In the quest for sustainable and efficient solutions to manage oily kitchen wastewater, a team of researchers led by Mamadou Souare at the National Engineering Laboratory for Biomass Power Generation Equipment, School of New Energy, North China Electric Power University, has developed an innovative membrane that could revolutionize the energy and wastewater treatment sectors. Published in the journal *Membranes*, the study introduces a carbonized dual-layer balsa wood membrane designed to separate oil from water with remarkable efficiency, offering a promising alternative to conventional methods that often rely on toxic chemicals or synthetic processes.
The membrane’s unique structure combines a hydrophilic longitudinal layer for water transport with a polydimethylsiloxane (PDMS)-impregnated carbonized transverse layer to enhance hydrophobicity. This dual-layer design not only boosts separation efficiency but also significantly reduces fouling, a common issue that diminishes performance and increases resource loss in traditional systems. “The key to our success lies in the selective wettability of the membrane,” explains Souare. “The carbonized side repels water, while the hydrophilic side attracts it, creating a highly efficient separation process.”

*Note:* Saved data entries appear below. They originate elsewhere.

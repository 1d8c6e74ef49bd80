mod common;

use std::sync::Arc;
use std::time::Duration;

use strand_client::{Client, InMemoryStorage, InvocationError, MAX_HANDSHAKE_ATTEMPTS, Storage};
use strand_mtproto::NegotiationError;
use strand_tl::{Identifiable, Serializable, functions, types};

use common::constructor;
use common::key_server::{self, Verdict};

fn without_key() -> common::Harness {
    let mut h = common::harness();
    h.config.storage = Arc::new(InMemoryStorage::new());
    h.config.handshake_timeout = Duration::from_millis(200);
    h
}

#[tokio::test]
async fn wrong_nonce_fails_without_retrying() {
    let mut h = without_key();
    let connect = tokio::spawn(Client::connect(h.config.clone()));

    let mut server = h.accept().await;
    let req_pq = server.recv_plain().await;
    assert_eq!(constructor(&req_pq), functions::ReqPqMulti::CONSTRUCTOR_ID);
    let res_pq = types::ResPq {
        nonce: [0xff; 16],
        server_nonce: [7; 16],
        pq: 1470626929934143021u64.to_be_bytes().to_vec(),
        server_public_key_fingerprints: vec![1],
    };
    server.send_plain(&res_pq.to_bytes()).await;

    match connect.await.unwrap() {
        Err(InvocationError::Negotiation(NegotiationError::InvalidNonce { got, .. })) => assert_eq!(got, [0xff; 16]),
        Err(e) => panic!("expected a nonce mismatch, got {e}"),
        Ok(_) => panic!("negotiation should fail"),
    }
    assert!(!h.has_pending_connection());
}

#[tokio::test]
async fn silent_server_times_out() {
    let mut h = without_key();
    let connect = tokio::spawn(Client::connect(h.config.clone()));

    let mut server = h.accept().await;
    let _ = server.recv_plain().await;

    assert!(matches!(connect.await.unwrap(), Err(InvocationError::Timeout)));
}

#[tokio::test]
async fn stored_key_skips_negotiation() {
    let mut h = common::harness();
    let client = Client::connect(h.config.clone()).await.unwrap();
    let mut server = h.accept().await;

    // The first frame is already encrypted under the stored key.
    let handle = client.send(vec![1; 8]);
    let request = server.recv_request().await;
    server.reply(request.msg_id, &[2; 8]).await;
    assert_eq!(handle.result().await.unwrap(), vec![2; 8]);
}

fn negotiating() -> common::Harness {
    let mut h = without_key();
    h.config.trusted_keys = key_server::trusted();
    h.config.handshake_timeout = Duration::from_secs(30);
    h
}

#[tokio::test]
async fn failed_verification_starts_over_on_a_new_connection() {
    let mut h = negotiating();
    let connect = tokio::spawn(Client::connect(h.config.clone()));

    let mut key = None;
    for verdict in [Verdict::Retry, Verdict::Retry, Verdict::Ok] {
        let mut server = h.accept().await;
        key = Some(key_server::serve(&mut server, verdict).await);
    }

    let client = connect.await.unwrap().unwrap();
    let key = key.unwrap();
    assert_eq!(client.storage().auth_key(common::DC).unwrap(), Some(key.to_bytes()));
    assert_eq!(h.connection_attempts(), 3);
    assert!(!h.has_pending_connection());
}

#[tokio::test]
async fn verification_failures_stop_at_the_attempt_limit() {
    let mut h = negotiating();
    let connect = tokio::spawn(Client::connect(h.config.clone()));

    for _ in 0..MAX_HANDSHAKE_ATTEMPTS {
        let mut server = h.accept().await;
        key_server::serve(&mut server, Verdict::Retry).await;
    }

    match connect.await.unwrap() {
        Err(InvocationError::Negotiation(NegotiationError::VerificationFailed { .. })) => {}
        Err(e) => panic!("expected failed verification, got {e}"),
        Ok(_) => panic!("negotiation should give up"),
    }
    assert_eq!(h.connection_attempts(), MAX_HANDSHAKE_ATTEMPTS as usize);
    assert!(!h.has_pending_connection());
    assert_eq!(h.config.storage.auth_key(common::DC).unwrap(), None);
}
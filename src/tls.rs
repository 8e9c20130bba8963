//! TLS upgrade helpers for explicit FTPS (RFC 4217).
//!
//! The control socket is upgraded after a positive `AUTH TLS` reply;
//! the same captured [`TlsOptions`] are reused to wrap every passive
//! data socket opened for the rest of the session.

use crate::error::{FtpError, FtpResult};
use crate::protocol::{ControlChannel, ReadHalf, WriteHalf};
use serde::{Deserialize, Serialize};
use tokio::net::TcpStream;
use tokio_native_tls::{TlsConnector, TlsStream};

/// TLS parameters captured when the control channel is upgraded.
#[derive(Debug, Clone, Default, Serialize, Deserialize)]
#[serde(rename_all = "camelCase")]
pub struct TlsOptions {
    /// Server name for SNI and certificate verification. Falls back to
    /// the control-connection host when absent.
    pub domain: Option<String>,
    /// Accept self-signed / untrusted certificates.
    #[serde(default)]
    pub accept_invalid_certs: bool,
    /// Skip hostname verification.
    #[serde(default)]
    pub accept_invalid_hostnames: bool,
}

/// Build a `TlsConnector` from the captured options.
pub fn build_connector(options: &TlsOptions) -> FtpResult<TlsConnector> {
    let mut builder = native_tls::TlsConnector::builder();
    if options.accept_invalid_certs {
        builder.danger_accept_invalid_certs(true);
    }
    if options.accept_invalid_hostnames {
        builder.danger_accept_invalid_hostnames(true);
    }
    let connector = builder.build()?;
    Ok(TlsConnector::from(connector))
}

/// Upgrade an existing **plain** control channel to TLS.
///
/// Called after a positive `AUTH TLS` reply. Consumes the plain channel,
/// performs the handshake, and returns a new channel with the same
/// timeout policy.
pub async fn upgrade_control(
    channel: ControlChannel,
    host: &str,
    options: &TlsOptions,
) -> FtpResult<ControlChannel> {
    let timeout = channel.timeout();
    let tcp = reunite_plain(channel)?;

    let domain = options.domain.clone().unwrap_or_else(|| host.to_string());
    let connector = build_connector(options)?;
    let tls = connector
        .connect(&domain, tcp)
        .await
        .map_err(|e| FtpError::transport(format!("Control TLS handshake: {}", e)))?;

    Ok(ControlChannel::from_tls(tls, timeout))
}

/// Wrap a freshly opened passive data socket in TLS.
pub async fn wrap_data(
    tcp: TcpStream,
    host: &str,
    options: &TlsOptions,
) -> FtpResult<TlsStream<TcpStream>> {
    let domain = options.domain.clone().unwrap_or_else(|| host.to_string());
    let connector = build_connector(options)?;
    connector
        .connect(&domain, tcp)
        .await
        .map_err(|e| FtpError::transport(format!("Data TLS handshake: {}", e)))
}

/// Reunite the read + write halves back into a `TcpStream`.
/// Only works when both halves are plain.
fn reunite_plain(channel: ControlChannel) -> FtpResult<TcpStream> {
    let (reader, writer) = channel.into_halves();
    let rd = match reader {
        ReadHalf::Plain(br) => br.into_inner(),
        ReadHalf::Tls(_) => {
            return Err(FtpError::transport("Cannot upgrade: channel is already TLS"))
        }
    };
    let wr = match writer {
        WriteHalf::Plain(w) => w,
        WriteHalf::Tls(_) => {
            return Err(FtpError::transport("Cannot upgrade: channel is already TLS"))
        }
    };
    rd.reunite(wr)
        .map_err(|e| FtpError::transport(format!("Reunite failed: {}", e)))
}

The results are impressive: the membrane achieves a high permeation flux of 1176.86 Lm⁻² h⁻¹ and a separation efficiency of 98.60%, maintaining low fouling resistance (<3%) over 20 cycles. Mechanical tests further reveal robust properties, with a tensile strength of 10.92 MPa and a fracture elongation of 10.42%. Wettability measurements show a 144° contact angle and a 7° sliding angle with water on the carbonized side, and a 163.7° contact angle with oil underwater and a 5° sliding angle on the hydrophilic side, demonstrating excellent selective wettability. The implications for the energy sector are substantial. As the demand for sustainable and efficient wastewater treatment grows, this innovative membrane could play a crucial role in reducing environmental impact and improving resource recovery. "This technology has the potential to be scaled up for large-scale wastewater treatment, offering a sustainable and effective solution," says Souare. The study highlights the potential of carbonized wood-based membranes as a viable alternative to conventional methods, paving the way for future developments in the field. As the world continues to seek sustainable solutions, this research offers a glimpse into the future of wastewater treatment, where innovative materials and processes can make a significant difference. With further development and commercialization, the carbonized dual-layer balsa wood membrane could become a cornerstone in the quest for cleaner and more efficient energy and wastewater management.